Wednesday, April 18, 2007 07:07 PM

david78209:

As a doctor who worries about civil liberties, I'm happy somebody keeps track of the Schedule II prescriptions, ambivalent about any tracking program for Schedules III, IV, and V, and opposed to Big Brother poking his nose into the non scheduled stuff.

Let me ask you this question - let's say I come into your office (I'm a mentally competent adult -- at least in our hypothetical) and tell you that I want to take a Schedule II drug (or Schedule III) for Problem X. You tell me that I shouldn't, that there is a high risk of addiction, that the problem doesn't warrant that treatment. I tell you that, after listening to everything you have said, I disagree with you and I want to take it anyway.

Why should your judgment prevail over mine for what I take? Why, as a competent adult, should I need your permission before I can take the substance I decide is best for me?

I ask that, in part, with reference to the attorney-client relationship. Often times in that relationship, there is as much at stake as there is in a doctor-patient relationship -- the individual's life savings, or financial security, or liberty, or even (in the rarest of cases), their life.

Yet the decision about what to do ALWAYS remains the client's. The lawyer can advise them, warn them, urge them in the strongest possible terms not to opt for Choice X because Choice X is stupid, self-destructive, risky, irrational, etc. But it is always an advisory role, never a parental role where the lawyer can override the client's choice for his own interests.

Why should the doctor have the ability to override the decisions of the patient? That really makes no sense to me, and for that reason, I am vehemently opposed to these prescription laws.

Beyond all of that, there is even less reason for the Federal government to be monitoring what substances I take. In addition to all the other reasons I listed in the post and commenters have added, I am also convinced - reading around everywhere today on this topic - that there are substantial numbers of people foregoing pharmaceutical treatments that they think they should have because they fear having that information registered in data bases with the government.

Wednesday, April 18, 2007 06:47 PM

HIPAA after death.

HHS Final HIPAA Privacy Rules
http://hhs.gov/ocr/part3.html

Section 164.502(f) - Deceased Individuals

Comment: One commenter asked us to delete our standard for deceased individuals, asserting that the deceased have no constitutional right to privacy and state laws are sufficient to maintain protections for protected health information about deceased individuals.

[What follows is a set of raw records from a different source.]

// Copyright © 2021 Alexandra Frydl
//
// This Source Code Form is subject to the terms of the Mozilla Public
// License, v. 2.0. If a copy of the MPL was not distributed with this
// file, You can obtain one at http://mozilla.org/MPL/2.0/.

//! Eventual values computed on background threads.
//!
//! A [`Future`] is a one-shot cell that is completed exactly once with a
//! success value, a failure, or a cancellation. Any number of threads may
//! wait on the same future; composers such as [`map()`][Future::map] build
//! new futures that resolve on the shared thread pool without blocking the
//! caller.

use crate::prelude::*;

use crate::sync::{Condvar, Mutex};
use std::panic::AssertUnwindSafe;

/// An eventual value of type `T`.
///
/// Clones share the same underlying cell.
pub struct Future<T> {
  inner: Arc<Inner<T>>,
}

/// The terminal result of a [`Future`].
#[derive(Clone, Debug)]
pub enum Outcome<T> {
  Success(T),
  Failure(Error),
  Cancelled,
}

struct Inner<T> {
  state: Mutex<State<T>>,
  done: Condvar,
}

enum State<T> {
  Pending(Vec<Observer<T>>),
  Done(Outcome<T>),
}

type Observer<T> = Box<dyn FnOnce(Outcome<T>) + Send>;

impl<T> Future<T> {
  /// Creates a future that is already completed with the given value.
  pub fn completed(value: T) -> Self {
    Self::with_state(State::Done(Outcome::Success(value)))
  }

  /// Creates a future that has already failed with the given error.
  pub fn failed(error: impl Into<Error>) -> Self {
    Self::with_state(State::Done(Outcome::Failure(error.into())))
  }

  /// Creates a new pending future.
  pub(crate) fn pending() -> Self {
    Self::with_state(State::Pending(Vec::new()))
  }

  /// Returns the failure or cancellation error, if any.
  pub fn error(&self) -> Option<Error> {
    match &*self.inner.state.lock() {
      State::Done(outcome) => outcome.error(),
      State::Pending(_) => None,
    }
  }

  /// Returns `true` if the future was cancelled.
  pub fn is_cancelled(&self) -> bool {
    match &*self.inner.state.lock() {
      State::Done(Outcome::Cancelled) => true,
      _ => false,
    }
  }

  /// Returns `true` if the future has completed.
  pub fn is_done(&self) -> bool {
    match &*self.inner.state.lock() {
      State::Done(_) => true,
      State::Pending(_) => false,
    }
  }

  /// Returns `true` if the future failed.
  pub fn is_failed(&self) -> bool {
    match &*self.inner.state.lock() {
      State::Done(Outcome::Failure(_)) => true,
      _ => false,
    }
  }

  /// Returns `true` if the future completed successfully.
  pub fn is_success(&self) -> bool {
    match &*self.inner.state.lock() {
      State::Done(Outcome::Success(_)) => true,
      _ => false,
    }
  }

  fn with_state(state: State<T>) -> Self {
    Self { inner: Arc::new(Inner { state: Mutex::new(state), done: Condvar::new() }) }
  }
}

impl<T: Clone> Future<T> {
  /// Attempts to cancel the future.
  ///
  /// Returns `true` if the future was pending and is now cancelled.
  /// Cancellation is cooperative: a task that is already running is not
  /// interrupted, but its eventual result is discarded.
  pub fn cancel(&self) -> bool {
    self.complete(Outcome::Cancelled)
  }

  /// Returns the outcome of the future if it has completed.
  pub fn outcome(&self) -> Option<Outcome<T>> {
    match &*self.inner.state.lock() {
      State::Done(outcome) => Some(outcome.clone()),
      State::Pending(_) => None,
    }
  }

  /// Blocks until the future completes and returns its success value, or an
  /// error describing the failure or cancellation.
  pub fn wait(&self) -> Result<T> {
    let mut state = self.inner.state.lock();

    loop {
      if let State::Done(outcome) = &*state {
        return outcome.clone().into_result();
      }

      self.inner.done.wait(&mut state);
    }
  }

  /// Blocks up to the given duration for the future to complete.
  ///
  /// Returns a `"timeout"` error if the future is still pending when the
  /// duration elapses. The underlying task is unaffected.
  pub fn wait_timeout(&self, timeout: Duration) -> Result<T> {
    let deadline = Instant::now() + timeout;
    let mut state = self.inner.state.lock();

    loop {
      if let State::Done(outcome) = &*state {
        return outcome.clone().into_result();
      }

      if self.inner.done.wait_until(&mut state, deadline).timed_out() {
        if let State::Done(outcome) = &*state {
          return outcome.clone().into_result();
        }

        fail!("timeout");
      }
    }
  }

  /// Blocks until the future completes and returns its success value, or the
  /// given fallback if it did not succeed.
  pub fn or_else(&self, fallback: T) -> T {
    self.wait().unwrap_or(fallback)
  }

  /// Completes the future with the given outcome.
  ///
  /// Returns `false` if the future already completed. Observers run after
  /// the new state is visible, outside the cell's lock.
  pub(crate) fn complete(&self, outcome: Outcome<T>) -> bool {
    let observers = {
      let mut state = self.inner.state.lock();

      match &mut *state {
        State::Done(_) => return false,

        State::Pending(observers) => {
          let observers = mem::take(observers);

          *state = State::Done(outcome.clone());
          self.inner.done.notify_all();

          observers
        }
      }
    };

    for observer in observers {
      observer(outcome.clone());
    }

    true
  }

  /// Registers a function to run with the outcome when the future completes,
  /// or immediately if it already has.
  fn subscribe(&self, observer: Observer<T>) {
    let ready = {
      let mut state = self.inner.state.lock();

      match &mut *state {
        State::Pending(observers) => {
          observers.push(observer);
          None
        }

        State::Done(outcome) => Some((observer, outcome.clone())),
      }
    };

    if let Some((observer, outcome)) = ready {
      observer(outcome);
    }
  }
}

impl<T: Clone + Send + 'static> Future<T> {
  /// Starts a task on the shared thread pool and returns a future for its
  /// result.
  pub fn run(task: impl FnOnce() -> Result<T> + Send + 'static) -> Self {
    ThreadPool::global().submit(task)
  }

  /// Starts a task on the shared thread pool after a delay.
  ///
  /// Cancelling the returned future before the delay elapses prevents the
  /// task from starting.
  pub fn delayed(delay: Duration, task: impl FnOnce() -> Result<T> + Send + 'static) -> Self {
    let future = Self::pending();

    {
      let cell = future.clone();

      Thread::spawn("future-delay", move || {
        thread::sleep(delay);

        if cell.is_cancelled() {
          return;
        }

        ThreadPool::global().execute(move || {
          if !cell.is_cancelled() {
            cell.complete(run_task(task));
          }
        });
      })
      .detach();
    }

    future
  }

  /// Completes successfully with the values of every given future, in input
  /// order, or with the first failure or cancellation among them.
  pub fn all(futures: Vec<Future<T>>) -> Future<Vec<T>> {
    if futures.is_empty() {
      return Future::completed(Vec::new());
    }

    let combined = Future::pending();
    let gathered = Arc::new(Mutex::new((vec![None; futures.len()], futures.len())));

    for (index, source) in futures.iter().enumerate() {
      let cell = combined.clone();
      let gathered = gathered.clone();

      source.subscribe(Box::new(move |outcome| match outcome {
        Outcome::Success(value) => {
          let values = {
            let mut gathered = gathered.lock();

            gathered.0[index] = Some(value);
            gathered.1 -= 1;

            match gathered.1 {
              0 => Some(mem::take(&mut gathered.0)),
              _ => None,
            }
          };

          if let Some(values) = values {
            cell.complete(Outcome::Success(values.into_iter().flatten().collect()));
          }
        }

        Outcome::Failure(err) => {
          cell.complete(Outcome::Failure(err));
        }

        Outcome::Cancelled => {
          cell.complete(Outcome::Cancelled);
        }
      }));
    }

    combined
  }

  /// Completes with the outcome of the first of the given futures to
  /// complete, whether it succeeded, failed, or was cancelled.
  pub fn any(futures: Vec<Future<T>>) -> Future<T> {
    if futures.is_empty() {
      return Future::failed("futures must not be empty");
    }

    let winner = Future::pending();

    for source in &futures {
      let cell = winner.clone();

      source.subscribe(Box::new(move |outcome| {
        cell.complete(outcome);
      }));
    }

    winner
  }

  /// Waits for every given future to complete, then completes successfully
  /// with the same futures for inspection.
  pub fn all_settled(futures: Vec<Future<T>>) -> Future<Vec<Future<T>>> {
    if futures.is_empty() {
      return Future::completed(Vec::new());
    }

    let settled = Future::pending();
    let shared = Arc::new((Mutex::new(futures.len()), futures));

    for index in 0..shared.1.len() {
      let cell = settled.clone();
      let shared = shared.clone();
      let future = shared.1[index].clone();

      future.subscribe(Box::new(move |_| {
        let finished = {
          let mut remaining = shared.0.lock();

          *remaining -= 1;
          *remaining == 0
        };

        if finished {
          cell.complete(Outcome::Success(shared.1.clone()));
        }
      }));
    }

    settled
  }

  /// Completes with the outcome of the first of the given futures to
  /// complete.
  ///
  /// This function is an alias of [`any()`][Self::any].
  pub fn race(futures: Vec<Future<T>>) -> Future<T> {
    Self::any(futures)
  }

  /// Returns a future that completes by applying a function to this future's
  /// success value.
  ///
  /// Failure and cancellation propagate unchanged. The function runs on the
  /// shared thread pool.
  pub fn map<U>(&self, func: impl FnOnce(T) -> U + Send + 'static) -> Future<U>
  where
    U: Clone + Send + 'static,
  {
    let mapped = Future::pending();

    {
      let cell = mapped.clone();

      self.subscribe(Box::new(move |outcome| match outcome {
        Outcome::Success(value) => ThreadPool::global().execute(move || {
          cell.complete(run_task(move || Ok(func(value))));
        }),

        Outcome::Failure(err) => {
          cell.complete(Outcome::Failure(err));
        }

        Outcome::Cancelled => {
          cell.complete(Outcome::Cancelled);
        }
      }));
    }

    mapped
  }

  /// Returns a future that completes with the outcome of the future returned
  /// by applying a function to this future's success value.
  ///
  /// Failure and cancellation propagate unchanged.
  pub fn flat_map<U>(&self, func: impl FnOnce(T) -> Future<U> + Send + 'static) -> Future<U>
  where
    U: Clone + Send + 'static,
  {
    let mapped = Future::pending();

    {
      let cell = mapped.clone();

      self.subscribe(Box::new(move |outcome| match outcome {
        Outcome::Success(value) => ThreadPool::global().execute(move || {
          match panic::catch_unwind(AssertUnwindSafe(move || func(value))) {
            Ok(inner) => inner.subscribe(Box::new(move |outcome| {
              cell.complete(outcome);
            })),

            Err(payload) => {
              cell.complete(Outcome::Failure(Error::from_panic(payload)));
            }
          }
        }),

        Outcome::Failure(err) => {
          cell.complete(Outcome::Failure(err));
        }

        Outcome::Cancelled => {
          cell.complete(Outcome::Cancelled);
        }
      }));
    }

    mapped
  }

  /// Registers a function to run with the outcome once this future
  /// completes.
  ///
  /// The function runs on the shared thread pool.
  pub fn on_complete(&self, func: impl FnOnce(Outcome<T>) + Send + 'static) {
    self.subscribe(Box::new(move |outcome| {
      ThreadPool::global().execute(move || func(outcome));
    }));
  }

  /// Returns a future that turns a failure of this future into a success by
  /// applying a function to the error.
  ///
  /// Success and cancellation propagate unchanged.
  pub fn recover(&self, func: impl FnOnce(Error) -> T + Send + 'static) -> Self {
    let recovered = Self::pending();

    {
      let cell = recovered.clone();

      self.subscribe(Box::new(move |outcome| match outcome {
        Outcome::Success(value) => {
          cell.complete(Outcome::Success(value));
        }

        Outcome::Failure(err) => ThreadPool::global().execute(move || {
          cell.complete(run_task(move || Ok(func(err))));
        }),

        Outcome::Cancelled => {
          cell.complete(Outcome::Cancelled);
        }
      }));
    }

    recovered
  }

  /// Returns a future that mirrors this one, but fails with a `"timeout"`
  /// error if this future has not completed within the given duration.
  ///
  /// The underlying task is unaffected by the timeout.
  pub fn timeout(&self, timeout: Duration) -> Self {
    let wrapper = Self::pending();

    {
      let cell = wrapper.clone();

      self.subscribe(Box::new(move |outcome| {
        cell.complete(outcome);
      }));
    }

    {
      let cell = wrapper.clone();

      Thread::spawn("future-timeout", move || {
        thread::sleep(timeout);
        cell.complete(Outcome::Failure(err!("timeout")));
      })
      .detach();
    }

    wrapper
  }
}

impl<T> Outcome<T> {
  /// Returns the failure or cancellation error, if any.
  pub fn error(&self) -> Option<Error> {
    match self {
      Self::Success(_) => None,
      Self::Failure(err) => Some(err.clone()),
      Self::Cancelled => Some(err!("cancelled")),
    }
  }

  /// Converts the outcome into a result.
  ///
  /// A cancelled outcome becomes a `"cancelled"` error.
  pub fn into_result(self) -> Result<T> {
    match self {
      Self::Success(value) => Ok(value),
      Self::Failure(err) => Err(err),
      Self::Cancelled => Err(err!("cancelled")),
    }
  }

  /// Returns `true` if the outcome is a cancellation.
  pub fn is_cancelled(&self) -> bool {
    match self {
      Self::Cancelled => true,
      _ => false,
    }
  }

  /// Returns `true` if the outcome is a failure.
  pub fn is_failure(&self) -> bool {
    match self {
      Self::Failure(_) => true,
      _ => false,
    }
  }

  /// Returns `true` if the outcome is a success.
  pub fn is_success(&self) -> bool {
    match self {
      Self::Success(_) => true,
      _ => false,
    }
  }

  /// Returns the success value, if any.
  pub fn success(self) -> Option<T> {
    match self {
      Self::Success(value) => Some(value),
      _ => None,
    }
  }
}

/// Runs a task, capturing a panic as a failure.
pub(crate) fn run_task<T>(task: impl FnOnce() -> Result<T>) -> Outcome<T> {
  match panic::catch_unwind(AssertUnwindSafe(task)) {
    Ok(Ok(value)) => Outcome::Success(value),
    Ok(Err(err)) => Outcome::Failure(err),
    Err(payload) => Outcome::Failure(Error::from_panic(payload)),
  }
}

// Manually implement `Clone` for all `T`.

impl<T> Clone for Future<T> {
  fn clone(&self) -> Self {
    Self { inner: self.inner.clone() }
  }
}

// Unit tests.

Response: We understand that traditional privacy law has historically stripped privacy protection on information at the time the subject of the information dies. However, as we pointed out in the preamble to the proposed rule, the dramatic proliferation of electronic-based interchanges and maintenance of information has enabled easier and more ready access to information that once may have been de facto protected for most people because of the difficulty of its collection and aggregation. It is also our understanding that current state laws vary widely with regard to the privacy protection of a deceased individual's individually identifiable health information. Some are less protective than others and may not take into account the implications of disclosure of genetic and hereditary information on living individuals. For these reasons, a regulatory standard is needed here in order to adequately protect the privacy interests of those who are living.

- - hhs.gov web site

If the prescription database is under the management of a "covered entity" (an organization covered by HIPAA), then unauthorized disclosure of P.H.I. (protected health information) is a violation of HIPAA, even after the patient is dead.